Produções fora dos grandes estúdios — cinema asiático, africano, latino-americano com linguagens visuais próprias. Tudo que não é Hollywood nem arthouse europeu.
Cinema Mundial não descreve simplesmente tudo o que não vem de Hollywood ou do mainstream europeu — é uma delimitação consciente das convenções estéticas e narrativas que surgiram nos grandes centros de produção. Quem se aprofunda no cinema asiático, africano ou latino-americano percebe rapidamente: não são variantes exóticas de uma linguagem cinematográfica universal, mas sistemas autônomos. Os ritmos de montagem são diferentes. A câmera está posicionada de forma diferente. O tempo é contado de forma diferente.
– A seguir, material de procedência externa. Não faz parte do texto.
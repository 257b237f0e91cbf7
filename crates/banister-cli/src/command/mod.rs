use clap::{Parser, Subcommand};

use self::{estimate::EstimateArg, optimize::OptimizeArg};

mod estimate;
mod optimize;

#[derive(Debug, Clone, Parser)]
#[command(author, version, about, long_about = None)]
pub struct CommandArgs {
    /// Show debug output, including per-generation fitness summaries
    #[arg(short, long, global = true)]
    debug: bool,
    #[command(subcommand)]
    mode: Mode,
}

#[derive(Debug, Clone, Subcommand)]
enum Mode {
    /// Estimate model parameters from training data
    Estimate(#[clap(flatten)] EstimateArg),
    /// Optimize a training plan for known model parameters
    Optimize(#[clap(flatten)] OptimizeArg),
}

pub fn run() -> anyhow::Result<()> {
    let args = CommandArgs::parse();
    init_logger(args.debug);
    match &args.mode {
        Mode::Estimate(arg) => estimate::run(arg)?,
        Mode::Optimize(arg) => optimize::run(arg)?,
    }
    Ok(())
}

fn init_logger(debug: bool) {
    let level = if debug { "debug" } else { "info" };
    env_logger::Builder::from_env(env_logger::Env::default().default_filter_or(level))
        .format_timestamp(None)
        .format_target(false)
        .init();
}
use std::path::PathBuf;

use anyhow::Context;
use banister_model::{DesignBounds, TrainingData, TrialIndices, estimation};
use banister_training::estimation::{self as driver, Estimate, EstimationConfig};

use crate::{
    report,
    util::{Output, PathPattern},
};

#[derive(Debug, Clone, clap::Args)]
pub(crate) struct EstimateArg {
    /// Bounds and mutation stdevs of the model parameters
    bounds_path: PathBuf,
    /// Training data with observed performance
    data_path: PathBuf,
    /// Indices of the performance trials. A path containing '%' is a pattern
    /// expanded with the iteration number
    trials_path: String,
    /// Output file for the best design of each iteration
    output_path: PathBuf,
    /// Number of independent runs of the genetic algorithm
    #[arg(short = 'n', long, default_value_t = 1)]
    num_iterations: usize,
    /// Number of generations per run
    #[arg(short = 'g', long, default_value_t = 100)]
    max_generations: usize,
    /// Number of individuals in each generation
    #[arg(short = 'p', long, default_value_t = 100)]
    population_size: usize,
    /// Number of parents kept when culling
    #[arg(short = 'k', long, default_value_t = 10)]
    cull_keep: usize,
    /// Probability of mutating each design variable
    #[arg(short = 'm', long, default_value_t = 0.1)]
    mutate_probability: f64,
    /// Alpha of the BLX-alpha crossover
    #[arg(short = 'a', long, default_value_t = 0.5)]
    blx_alpha: f64,
    /// Write the integration of each run's best design
    #[arg(
        short = 'i',
        long,
        value_name = "PATTERN",
        num_args = 0..=1,
        require_equals = true,
        default_missing_value = "integration%04zd.tsv"
    )]
    output_integration: Option<PathPattern>,
    /// Write the final population of each run
    #[arg(
        short = 'w',
        long,
        value_name = "PATTERN",
        num_args = 0..=1,
        require_equals = true,
        default_missing_value = "population%04zd.tsv"
    )]
    output_population: Option<PathPattern>,
    /// Write the fitness quartiles of each generation
    #[arg(
        short = 'c',
        long,
        value_name = "PATTERN",
        num_args = 0..=1,
        require_equals = true,
        default_missing_value = "convergence%04zd.tsv"
    )]
    output_convergence: Option<PathPattern>,
}

impl EstimateArg {
    fn config(&self) -> EstimationConfig {
        EstimationConfig {
            max_generations: self.max_generations,
            population_size: self.population_size,
            cull_keep: self.cull_keep,
            mutate_probability: self.mutate_probability,
            blx_alpha: self.blx_alpha,
        }
    }
}

/// Trial indices for every iteration, loaded once unless the path is a
/// pattern.
fn load_trials(arg: &EstimateArg, data_len: usize) -> anyhow::Result<Vec<TrialIndices>> {
    if !PathPattern::is_pattern(&arg.trials_path) {
        let trials = TrialIndices::load(&arg.trials_path, data_len)?;
        return Ok(vec![trials; arg.num_iterations]);
    }
    let pattern = arg
        .trials_path
        .parse::<PathPattern>()
        .context("Invalid trials path pattern")?;
    (1..=arg.num_iterations)
        .map(|iteration| {
            TrialIndices::load(pattern.render(iteration), data_len).map_err(anyhow::Error::from)
        })
        .collect()
}

pub(crate) fn run(arg: &EstimateArg) -> anyhow::Result<()> {
    log::debug!("Using arguments: {arg:#?}");
    let config = arg.config();
    config.validate()?;

    let data = TrainingData::load(&arg.data_path)?;
    let trials = load_trials(arg, data.len())?;
    let bounds = DesignBounds::load(&arg.bounds_path)?;
    if log::log_enabled!(log::Level::Debug) {
        let mut table = vec![];
        bounds.write_tsv(&mut table)?;
        log::debug!("Using bounds:\n{}", String::from_utf8_lossy(&table));
    }

    let mut best = Vec::with_capacity(arg.num_iterations);
    for (i, trials) in trials.iter().enumerate() {
        let iteration = i + 1;
        log::info!("Iteration {iteration}");
        let seed = u64::try_from(iteration)?;
        let estimate = driver::estimate(&config, &bounds, &data, trials, seed)?;
        write_run_reports(arg, iteration, &estimate, &data, trials)?;
        best.push((estimate.params.to_design(), estimate.mean_abs_residual));
    }

    Output::save(&arg.output_path, |output| {
        report::write_estimates(
            output,
            best.iter().map(|(design, residual)| (&design[..], *residual)),
        )
    })
}

fn write_run_reports(
    arg: &EstimateArg,
    iteration: usize,
    estimate: &Estimate,
    data: &TrainingData,
    trials: &TrialIndices,
) -> anyhow::Result<()> {
    if let Some(pattern) = &arg.output_convergence {
        Output::save(&pattern.render(iteration), |output| {
            report::write_convergence(output, &estimate.convergence)
        })?;
    }
    if let Some(pattern) = &arg.output_population {
        Output::save(&pattern.render(iteration), |output| {
            report::write_estimates(output, estimate.members(trials))
        })?;
    }
    if let Some(pattern) = &arg.output_integration {
        let integrated = data.with_performance(estimation::integrate(&estimate.params, data));
        Output::save(&pattern.render(iteration), |output| {
            integrated.write_tsv(output)
        })?;
    }
    Ok(())
}

#[cfg(test)]
mod tests {
    use clap::Parser;

    use super::*;

    #[derive(Debug, Parser)]
    struct Cli {
        #[clap(flatten)]
        arg: EstimateArg,
    }

    fn parse(args: &[&str]) -> EstimateArg {
        let argv = ["estimate"].iter().chain(args).copied();
        Cli::try_parse_from(argv).unwrap().arg
    }

    #[test]
    fn test_defaults() {
        let arg = parse(&["b.tsv", "d.tsv", "t.tsv", "out.tsv"]);
        assert_eq!(arg.config(), EstimationConfig::default());
        assert_eq!(arg.num_iterations, 1);
        assert!(arg.output_integration.is_none());
        assert!(arg.output_population.is_none());
        assert!(arg.output_convergence.is_none());
    }

    #[test]
    fn test_optional_output_patterns() {
        let arg = parse(&["-i", "-w=pop%d.tsv", "b.tsv", "d.tsv", "t.tsv", "out.tsv"]);
        assert_eq!(
            arg.output_integration.unwrap().render(2),
            PathBuf::from("integration0002.tsv")
        );
        assert_eq!(
            arg.output_population.unwrap().render(2),
            PathBuf::from("pop2.tsv")
        );
        assert!(arg.output_convergence.is_none());
        assert_eq!(arg.bounds_path, PathBuf::from("b.tsv"));
    }

    #[test]
    fn test_numeric_options() {
        let arg = parse(&[
            "-n", "3", "-g", "20", "-p", "30", "-k", "4", "-m", "0.2", "-a", "0.3", "b", "d", "t",
            "o",
        ]);
        assert_eq!(arg.num_iterations, 3);
        assert_eq!(
            arg.config(),
            EstimationConfig {
                max_generations: 20,
                population_size: 30,
                cull_keep: 4,
                mutate_probability: 0.2,
                blx_alpha: 0.3,
            }
        );
    }

    #[test]
    fn test_rejects_unparsable_number() {
        let argv = ["estimate", "-g", "many", "b", "d", "t", "o"];
        assert!(Cli::try_parse_from(argv).is_err());
    }
}
use std::{
    fs::File,
    io::{self, BufWriter, StdoutLock, Write},
    path::{Path, PathBuf},
    str::FromStr,
};

use anyhow::Context;

#[derive(Debug)]
pub enum Output {
    Stdout {
        writer: StdoutLock<'static>,
    },
    File {
        writer: BufWriter<File>,
        path: PathBuf,
    },
}

impl Output {
    /// Opens `path`, runs `write` on it and flushes the result.
    pub fn save<F>(path: &Path, write: F) -> anyhow::Result<()>
    where
        F: FnOnce(&mut Output) -> io::Result<()>,
    {
        let mut output = Output::from_output_path(path)?;
        write(&mut output)
            .with_context(|| format!("Failed to write to {}", output.display_path()))?;
        output
            .flush()
            .with_context(|| format!("Failed to flush output to {}", output.display_path()))
    }

    /// Opens a file, or standard output when the path is `-`.
    pub fn from_output_path(path: &Path) -> anyhow::Result<Self> {
        if path == Path::new("-") {
            Ok(Output::stdout())
        } else {
            Output::open(path.to_path_buf())
        }
    }

    pub fn stdout() -> Self {
        Output::Stdout {
            writer: io::stdout().lock(),
        }
    }

    pub fn open(path: PathBuf) -> anyhow::Result<Self> {
        let file = File::create(&path)
            .with_context(|| format!("Failed to create output file: {}", path.display()))?;
        Ok(Output::File {
            writer: BufWriter::new(file),
            path,
        })
    }

    pub fn display_path(&self) -> String {
        match self {
            Output::Stdout { .. } => "stdout".to_string(),
            Output::File { path, .. } => path.display().to_string(),
        }
    }
}

impl io::Write for Output {
    fn write(&mut self, buf: &[u8]) -> io::Result<usize> {
        match self {
            Output::Stdout { writer } => writer.write(buf),
            Output::File { writer, .. } => writer.write(buf),
        }
    }

    fn flush(&mut self) -> io::Result<()> {
        match self {
            Output::Stdout { writer } => writer.flush(),
            Output::File { writer, .. } => writer.flush(),
        }
    }
}

#[derive(Debug, derive_more::Display, derive_more::Error)]
pub enum PatternError {
    #[display("unterminated conversion in pattern {pattern:?}")]
    Unterminated { pattern: String },
    #[display("unsupported conversion '%{conversion}' in pattern {pattern:?}")]
    Unsupported { pattern: String, conversion: char },
}

#[derive(Debug, Clone, PartialEq, Eq)]
enum Piece {
    Literal(String),
    Number {
        zero_pad: bool,
        left_align: bool,
        width: usize,
    },
}

/// A file name with printf-style integer conversions such as `%d`, `%zd` or
/// `%04zd`, each replaced by an iteration number.
#[derive(Debug, Clone, PartialEq, Eq)]
pub struct PathPattern {
    pieces: Vec<Piece>,
}

impl PathPattern {
    /// Returns whether `path` should be read as a pattern rather than a
    /// plain path.
    pub fn is_pattern(path: &str) -> bool {
        path.contains('%')
    }

    pub fn render(&self, number: usize) -> PathBuf {
        let mut path = String::new();
        for piece in &self.pieces {
            match piece {
                Piece::Literal(text) => path.push_str(text),
                &Piece::Number {
                    zero_pad,
                    left_align,
                    width,
                } => {
                    let formatted = if left_align {
                        format!("{number:<width$}")
                    } else if zero_pad {
                        format!("{number:0width$}")
                    } else {
                        format!("{number:>width$}")
                    };
                    path.push_str(&formatted);
                }
            }
        }
        PathBuf::from(path)
    }
}

impl FromStr for PathPattern {
    type Err = PatternError;

    fn from_str(pattern: &str) -> Result<Self, Self::Err> {
        let mut pieces = vec![];
        let mut literal = String::new();
        let mut chars = pattern.chars().peekable();
        while let Some(c) = chars.next() {
            if c != '%' {
                literal.push(c);
                continue;
            }
            if chars.next_if_eq(&'%').is_some() {
                literal.push('%');
                continue;
            }

            let mut zero_pad = false;
            let mut left_align = false;
            while let Some(flag) = chars.next_if(|&c| c == '0' || c == '-') {
                match flag {
                    '0' => zero_pad = true,
                    _ => left_align = true,
                }
            }
            let mut digits = String::new();
            while let Some(digit) = chars.next_if(char::is_ascii_digit) {
                digits.push(digit);
            }
            let width = digits.parse::<usize>().unwrap_or(0);
            while chars.next_if(|c| matches!(c, 'h' | 'l' | 'z' | 'j' | 't')).is_some() {}

            match chars.next() {
                Some('d' | 'i' | 'u') => {
                    if !literal.is_empty() {
                        pieces.push(Piece::Literal(std::mem::take(&mut literal)));
                    }
                    pieces.push(Piece::Number {
                        zero_pad,
                        left_align,
                        width,
                    });
                }
                Some(conversion) => {
                    return Err(PatternError::Unsupported {
                        pattern: pattern.to_owned(),
                        conversion,
                    });
                }
                None => {
                    return Err(PatternError::Unterminated {
                        pattern: pattern.to_owned(),
                    });
                }
            }
        }
        if !literal.is_empty() {
            pieces.push(Piece::Literal(literal));
        }
        Ok(Self { pieces })
    }
}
No set ou na ilha de edição, isso se torna concreto: um filme chinês ou iraniano muitas vezes trabalha com planos muito mais longos do que a norma americana prevê. A lógica da montagem não segue o corte de três pontos, mas uma dramaturgia diferente — como no cinema de autor japonês ou coreano, onde o silêncio e os momentos de espera não são considerados falhas de ritmo, mas substância emocional. Um filme africano ou latino-americano pode se dar ao luxo de lidar com a mecânica do enredo de forma mais relaxada, porque a expectativa cultural em relação à contação de histórias é outra.
O lado prático disso: quem internalizou apenas os padrões de montagem de Hollywood terá dificuldades com tais filmes na hora de editá-los — ou pior, ao tentar entender por que um diretor estrangeiro não "desenrola" certas cenas, embora elas, no sentido clássico, "não funcionem". Cinema Mundial força você a reaprender a gramática das imagens. O cinema africano, por exemplo, trabalha de forma diferente com luz e espaço, porque a infraestrutura técnica foi por muito tempo diferente. O cinema asiático — especialmente no Japão, Coreia do Sul, Taiwan — desenvolveu, através de décadas de autoria cinematográfica, uma linguagem visual muito própria, que agora é copiada globalmente porque funciona.
O termo hoje é frequentemente usado de forma abusiva no marketing — como se todo filme com elenco não-branco fosse automaticamente "Cinema Mundial". Isso está errado. Trata-se das diferenças técnicas e conceituais. Um blockbuster indiano não é automaticamente Cinema Mundial. Um filme independente da Coreia do Sul, por outro lado, é — porque traz uma lógica cinematográfica própria que não pode ser traduzida um-para-um para o esquema de Hollywood.